DATA SHOWN ▸
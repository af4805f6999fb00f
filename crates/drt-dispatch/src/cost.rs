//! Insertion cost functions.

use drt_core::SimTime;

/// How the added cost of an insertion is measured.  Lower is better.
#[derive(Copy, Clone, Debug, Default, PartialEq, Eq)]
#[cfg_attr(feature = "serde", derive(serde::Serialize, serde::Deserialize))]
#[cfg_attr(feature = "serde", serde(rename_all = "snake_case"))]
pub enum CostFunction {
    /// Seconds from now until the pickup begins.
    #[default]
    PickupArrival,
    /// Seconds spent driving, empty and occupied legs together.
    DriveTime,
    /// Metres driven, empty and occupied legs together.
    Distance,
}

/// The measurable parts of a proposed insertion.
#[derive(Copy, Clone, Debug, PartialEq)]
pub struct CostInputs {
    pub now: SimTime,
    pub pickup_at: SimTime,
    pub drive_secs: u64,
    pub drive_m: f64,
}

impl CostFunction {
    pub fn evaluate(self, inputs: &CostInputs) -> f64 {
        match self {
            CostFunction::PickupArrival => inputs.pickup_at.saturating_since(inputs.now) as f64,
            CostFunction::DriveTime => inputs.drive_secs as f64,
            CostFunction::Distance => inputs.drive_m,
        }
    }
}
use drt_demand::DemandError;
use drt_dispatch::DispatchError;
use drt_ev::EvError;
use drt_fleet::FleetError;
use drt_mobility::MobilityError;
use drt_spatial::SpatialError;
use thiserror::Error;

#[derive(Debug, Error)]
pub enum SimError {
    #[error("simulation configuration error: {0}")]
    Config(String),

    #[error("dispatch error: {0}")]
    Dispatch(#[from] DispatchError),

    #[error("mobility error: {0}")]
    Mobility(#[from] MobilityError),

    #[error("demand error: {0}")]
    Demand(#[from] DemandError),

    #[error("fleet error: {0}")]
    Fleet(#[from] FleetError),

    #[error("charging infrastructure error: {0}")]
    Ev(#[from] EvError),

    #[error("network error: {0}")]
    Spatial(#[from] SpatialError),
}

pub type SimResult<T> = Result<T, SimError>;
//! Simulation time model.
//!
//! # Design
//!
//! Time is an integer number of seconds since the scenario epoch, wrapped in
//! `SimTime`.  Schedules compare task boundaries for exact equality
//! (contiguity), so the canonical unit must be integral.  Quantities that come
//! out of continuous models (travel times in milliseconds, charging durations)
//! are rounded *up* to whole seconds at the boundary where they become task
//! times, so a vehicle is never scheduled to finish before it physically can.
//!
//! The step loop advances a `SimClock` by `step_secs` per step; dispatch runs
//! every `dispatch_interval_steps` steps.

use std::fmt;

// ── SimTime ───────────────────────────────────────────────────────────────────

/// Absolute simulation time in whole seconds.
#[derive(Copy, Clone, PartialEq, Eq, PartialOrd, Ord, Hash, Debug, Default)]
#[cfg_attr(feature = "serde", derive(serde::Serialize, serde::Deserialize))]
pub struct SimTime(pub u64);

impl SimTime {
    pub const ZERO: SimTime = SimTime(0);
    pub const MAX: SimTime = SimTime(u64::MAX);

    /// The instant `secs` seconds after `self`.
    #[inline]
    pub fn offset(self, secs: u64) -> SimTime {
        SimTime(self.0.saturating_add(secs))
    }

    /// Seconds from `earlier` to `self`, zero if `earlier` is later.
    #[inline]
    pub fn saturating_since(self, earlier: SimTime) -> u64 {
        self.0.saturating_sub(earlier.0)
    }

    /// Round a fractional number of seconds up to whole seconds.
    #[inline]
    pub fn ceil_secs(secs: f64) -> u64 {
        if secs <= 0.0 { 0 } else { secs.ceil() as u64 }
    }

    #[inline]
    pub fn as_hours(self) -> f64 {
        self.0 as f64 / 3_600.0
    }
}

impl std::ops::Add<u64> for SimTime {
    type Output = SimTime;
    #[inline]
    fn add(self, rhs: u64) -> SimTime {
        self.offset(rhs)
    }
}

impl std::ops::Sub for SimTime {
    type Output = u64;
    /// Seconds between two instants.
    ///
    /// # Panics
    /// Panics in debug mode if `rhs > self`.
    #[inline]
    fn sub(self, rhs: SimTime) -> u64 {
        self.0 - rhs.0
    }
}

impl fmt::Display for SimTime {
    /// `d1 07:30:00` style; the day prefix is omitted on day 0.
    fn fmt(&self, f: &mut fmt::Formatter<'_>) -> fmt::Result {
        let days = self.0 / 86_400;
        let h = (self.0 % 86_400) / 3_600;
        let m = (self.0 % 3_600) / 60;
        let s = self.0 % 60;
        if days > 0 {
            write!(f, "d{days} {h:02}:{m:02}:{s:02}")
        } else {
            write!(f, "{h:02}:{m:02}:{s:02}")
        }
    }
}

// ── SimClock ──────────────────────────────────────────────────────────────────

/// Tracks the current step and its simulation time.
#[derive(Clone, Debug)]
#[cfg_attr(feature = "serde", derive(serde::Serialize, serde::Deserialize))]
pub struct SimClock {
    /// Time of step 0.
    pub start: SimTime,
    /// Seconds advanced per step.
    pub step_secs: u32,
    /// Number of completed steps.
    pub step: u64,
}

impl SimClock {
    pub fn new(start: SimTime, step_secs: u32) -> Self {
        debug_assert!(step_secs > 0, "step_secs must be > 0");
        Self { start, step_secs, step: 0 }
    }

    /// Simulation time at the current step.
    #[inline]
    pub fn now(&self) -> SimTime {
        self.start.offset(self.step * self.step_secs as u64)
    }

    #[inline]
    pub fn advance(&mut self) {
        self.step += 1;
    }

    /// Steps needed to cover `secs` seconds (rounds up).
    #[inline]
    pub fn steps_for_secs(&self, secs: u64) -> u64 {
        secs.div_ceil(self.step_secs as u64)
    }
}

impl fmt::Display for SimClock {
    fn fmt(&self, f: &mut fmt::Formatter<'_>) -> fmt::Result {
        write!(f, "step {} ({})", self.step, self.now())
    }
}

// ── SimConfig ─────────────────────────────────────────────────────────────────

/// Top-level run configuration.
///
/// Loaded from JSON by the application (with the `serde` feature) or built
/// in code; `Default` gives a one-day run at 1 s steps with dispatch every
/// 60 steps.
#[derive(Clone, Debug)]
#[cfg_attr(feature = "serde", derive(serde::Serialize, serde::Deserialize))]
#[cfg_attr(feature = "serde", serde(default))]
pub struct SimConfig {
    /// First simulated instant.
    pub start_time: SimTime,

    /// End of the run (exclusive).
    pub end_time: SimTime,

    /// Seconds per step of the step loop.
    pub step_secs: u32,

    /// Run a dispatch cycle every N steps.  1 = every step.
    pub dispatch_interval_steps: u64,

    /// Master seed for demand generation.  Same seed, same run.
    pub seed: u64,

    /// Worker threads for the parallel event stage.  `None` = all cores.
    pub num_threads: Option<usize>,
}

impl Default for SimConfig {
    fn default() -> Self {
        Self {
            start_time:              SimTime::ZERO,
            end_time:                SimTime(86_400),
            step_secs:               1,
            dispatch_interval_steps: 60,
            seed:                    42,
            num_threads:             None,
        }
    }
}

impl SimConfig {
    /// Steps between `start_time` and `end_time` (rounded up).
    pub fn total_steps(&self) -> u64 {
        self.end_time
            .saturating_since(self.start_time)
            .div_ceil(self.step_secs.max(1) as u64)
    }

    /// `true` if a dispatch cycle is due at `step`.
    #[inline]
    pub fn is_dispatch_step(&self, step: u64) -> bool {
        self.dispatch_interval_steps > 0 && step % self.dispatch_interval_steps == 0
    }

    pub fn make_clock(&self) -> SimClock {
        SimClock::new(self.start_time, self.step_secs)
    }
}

PROBLEM DETAILS ▸ Copy out the records above exactly and completely.

SOLUTION FOR THIS EXERCISE ▸
repository af4805f6999fb00f
filename crates/drt-dispatch/src/cost.rs
//! Insertion cost functions.

use drt_core::SimTime;

/// How the added cost of an insertion is measured.  Lower is better.
#[derive(Copy, Clone, Debug, Default, PartialEq, Eq)]
#[cfg_attr(feature = "serde", derive(serde::Serialize, serde::Deserialize))]
#[cfg_attr(feature = "serde", serde(rename_all = "snake_case"))]
pub enum CostFunction {
    /// Seconds from now until the pickup begins.
    #[default]
    PickupArrival,
    /// Seconds spent driving, empty and occupied legs together.
    DriveTime,
    /// Metres driven, empty and occupied legs together.
    Distance,
}

/// The measurable parts of a proposed insertion.
#[derive(Copy, Clone, Debug, PartialEq)]
pub struct CostInputs {
    pub now: SimTime,
    pub pickup_at: SimTime,
    pub drive_secs: u64,
    pub drive_m: f64,
}

impl CostFunction {
    pub fn evaluate(self, inputs: &CostInputs) -> f64 {
        match self {
            CostFunction::PickupArrival => inputs.pickup_at.saturating_since(inputs.now) as f64,
            CostFunction::DriveTime => inputs.drive_secs as f64,
            CostFunction::Distance => inputs.drive_m,
        }
    }
}
use drt_demand::DemandError;
use drt_dispatch::DispatchError;
use drt_ev::EvError;
use drt_fleet::FleetError;
use drt_mobility::MobilityError;
use drt_spatial::SpatialError;
use thiserror::Error;

#[derive(Debug, Error)]
pub enum SimError {
    #[error("simulation configuration error: {0}")]
    Config(String),

    #[error("dispatch error: {0}")]
    Dispatch(#[from] DispatchError),

    #[error("mobility error: {0}")]
    Mobility(#[from] MobilityError),

    #[error("demand error: {0}")]
    Demand(#[from] DemandError),

    #[error("fleet error: {0}")]
    Fleet(#[from] FleetError),

    #[error("charging infrastructure error: {0}")]
    Ev(#[from] EvError),

    #[error("network error: {0}")]
    Spatial(#[from] SpatialError),
}

pub type SimResult<T> = Result<T, SimError>;
//! Simulation time model.
//!
//! # Design
//!
//! Time is an integer number of seconds since the scenario epoch, wrapped in
//! `SimTime`.  Schedules compare task boundaries for exact equality
//! (contiguity), so the canonical unit must be integral.  Quantities that come
//! out of continuous models (travel times in milliseconds, charging durations)
//! are rounded *up* to whole seconds at the boundary where they become task
//! times, so a vehicle is never scheduled to finish before it physically can.
//!
//! The step loop advances a `SimClock` by `step_secs` per step; dispatch runs
//! every `dispatch_interval_steps` steps.

use std::fmt;

// ── SimTime ───────────────────────────────────────────────────────────────────

/// Absolute simulation time in whole seconds.
#[derive(Copy, Clone, PartialEq, Eq, PartialOrd, Ord, Hash, Debug, Default)]
#[cfg_attr(feature = "serde", derive(serde::Serialize, serde::Deserialize))]
pub struct SimTime(pub u64);

impl SimTime {
    pub const ZERO: SimTime = SimTime(0);
    pub const MAX: SimTime = SimTime(u64::MAX);

    /// The instant `secs` seconds after `self`.
    #[inline]
    pub fn offset(self, secs: u64) -> SimTime {
        SimTime(self.0.saturating_add(secs))
    }

    /// Seconds from `earlier` to `self`, zero if `earlier` is later.
    #[inline]
    pub fn saturating_since(self, earlier: SimTime) -> u64 {
        self.0.saturating_sub(earlier.0)
    }

    /// Round a fractional number of seconds up to whole seconds.
    #[inline]
    pub fn ceil_secs(secs: f64) -> u64 {
        if secs <= 0.0 { 0 } else { secs.ceil() as u64 }
    }

    #[inline]
    pub fn as_hours(self) -> f64 {
        self.0 as f64 / 3_600.0
    }
}

impl std::ops::Add<u64> for SimTime {
    type Output = SimTime;
    #[inline]
    fn add(self, rhs: u64) -> SimTime {
        self.offset(rhs)
    }
}

impl std::ops::Sub for SimTime {
    type Output = u64;
    /// Seconds between two instants.
    ///
    /// # Panics
    /// Panics in debug mode if `rhs > self`.
    #[inline]
    fn sub(self, rhs: SimTime) -> u64 {
        self.0 - rhs.0
    }
}

impl fmt::Display for SimTime {
    /// `d1 07:30:00` style; the day prefix is omitted on day 0.
    fn fmt(&self, f: &mut fmt::Formatter<'_>) -> fmt::Result {
        let days = self.0 / 86_400;
        let h = (self.0 % 86_400) / 3_600;
        let m = (self.0 % 3_600) / 60;
        let s = self.0 % 60;
        if days > 0 {
            write!(f, "d{days} {h:02}:{m:02}:{s:02}")
        } else {
            write!(f, "{h:02}:{m:02}:{s:02}")
        }
    }
}

// ── SimClock ──────────────────────────────────────────────────────────────────

/// Tracks the current step and its simulation time.
#[derive(Clone, Debug)]
#[cfg_attr(feature = "serde", derive(serde::Serialize, serde::Deserialize))]
pub struct SimClock {
    /// Time of step 0.
    pub start: SimTime,
    /// Seconds advanced per step.
    pub step_secs: u32,
    /// Number of completed steps.
    pub step: u64,
}

impl SimClock {
    pub fn new(start: SimTime, step_secs: u32) -> Self {
        debug_assert!(step_secs > 0, "step_secs must be > 0");
        Self { start, step_secs, step: 0 }
    }

    /// Simulation time at the current step.
    #[inline]
    pub fn now(&self) -> SimTime {
        self.start.offset(self.step * self.step_secs as u64)
    }

    #[inline]
    pub fn advance(&mut self) {
        self.step += 1;
    }

    /// Steps needed to cover `secs` seconds (rounds up).
    #[inline]
    pub fn steps_for_secs(&self, secs: u64) -> u64 {
        secs.div_ceil(self.step_secs as u64)
    }
}

impl fmt::Display for SimClock {
    fn fmt(&self, f: &mut fmt::Formatter<'_>) -> fmt::Result {
        write!(f, "step {} ({})", self.step, self.now())
    }
}

// ── SimConfig ─────────────────────────────────────────────────────────────────

/// Top-level run configuration.
///
/// Loaded from JSON by the application (with the `serde` feature) or built
/// in code; `Default` gives a one-day run at 1 s steps with dispatch every
/// 60 steps.
#[derive(Clone, Debug)]
#[cfg_attr(feature = "serde", derive(serde::Serialize, serde::Deserialize))]
#[cfg_attr(feature = "serde", serde(default))]
pub struct SimConfig {
    /// First simulated instant.
    pub start_time: SimTime,

    /// End of the run (exclusive).
    pub end_time: SimTime,

    /// Seconds per step of the step loop.
    pub step_secs: u32,

    /// Run a dispatch cycle every N steps.  1 = every step.
    pub dispatch_interval_steps: u64,

    /// Master seed for demand generation.  Same seed, same run.
    pub seed: u64,

    /// Worker threads for the parallel event stage.  `None` = all cores.
    pub num_threads: Option<usize>,
}

impl Default for SimConfig {
    fn default() -> Self {
        Self {
            start_time:              SimTime::ZERO,
            end_time:                SimTime(86_400),
            step_secs:               1,
            dispatch_interval_steps: 60,
            seed:                    42,
            num_threads:             None,
        }
    }
}

impl SimConfig {
    /// Steps between `start_time` and `end_time` (rounded up).
    pub fn total_steps(&self) -> u64 {
        self.end_time
            .saturating_since(self.start_time)
            .div_ceil(self.step_secs.max(1) as u64)
    }

    /// `true` if a dispatch cycle is due at `step`.
    #[inline]
    pub fn is_dispatch_step(&self, step: u64) -> bool {
        self.dispatch_interval_steps > 0 && step % self.dispatch_interval_steps == 0
    }

    pub fn make_clock(&self) -> SimClock {
        SimClock::new(self.start_time, self.step_secs)
    }
}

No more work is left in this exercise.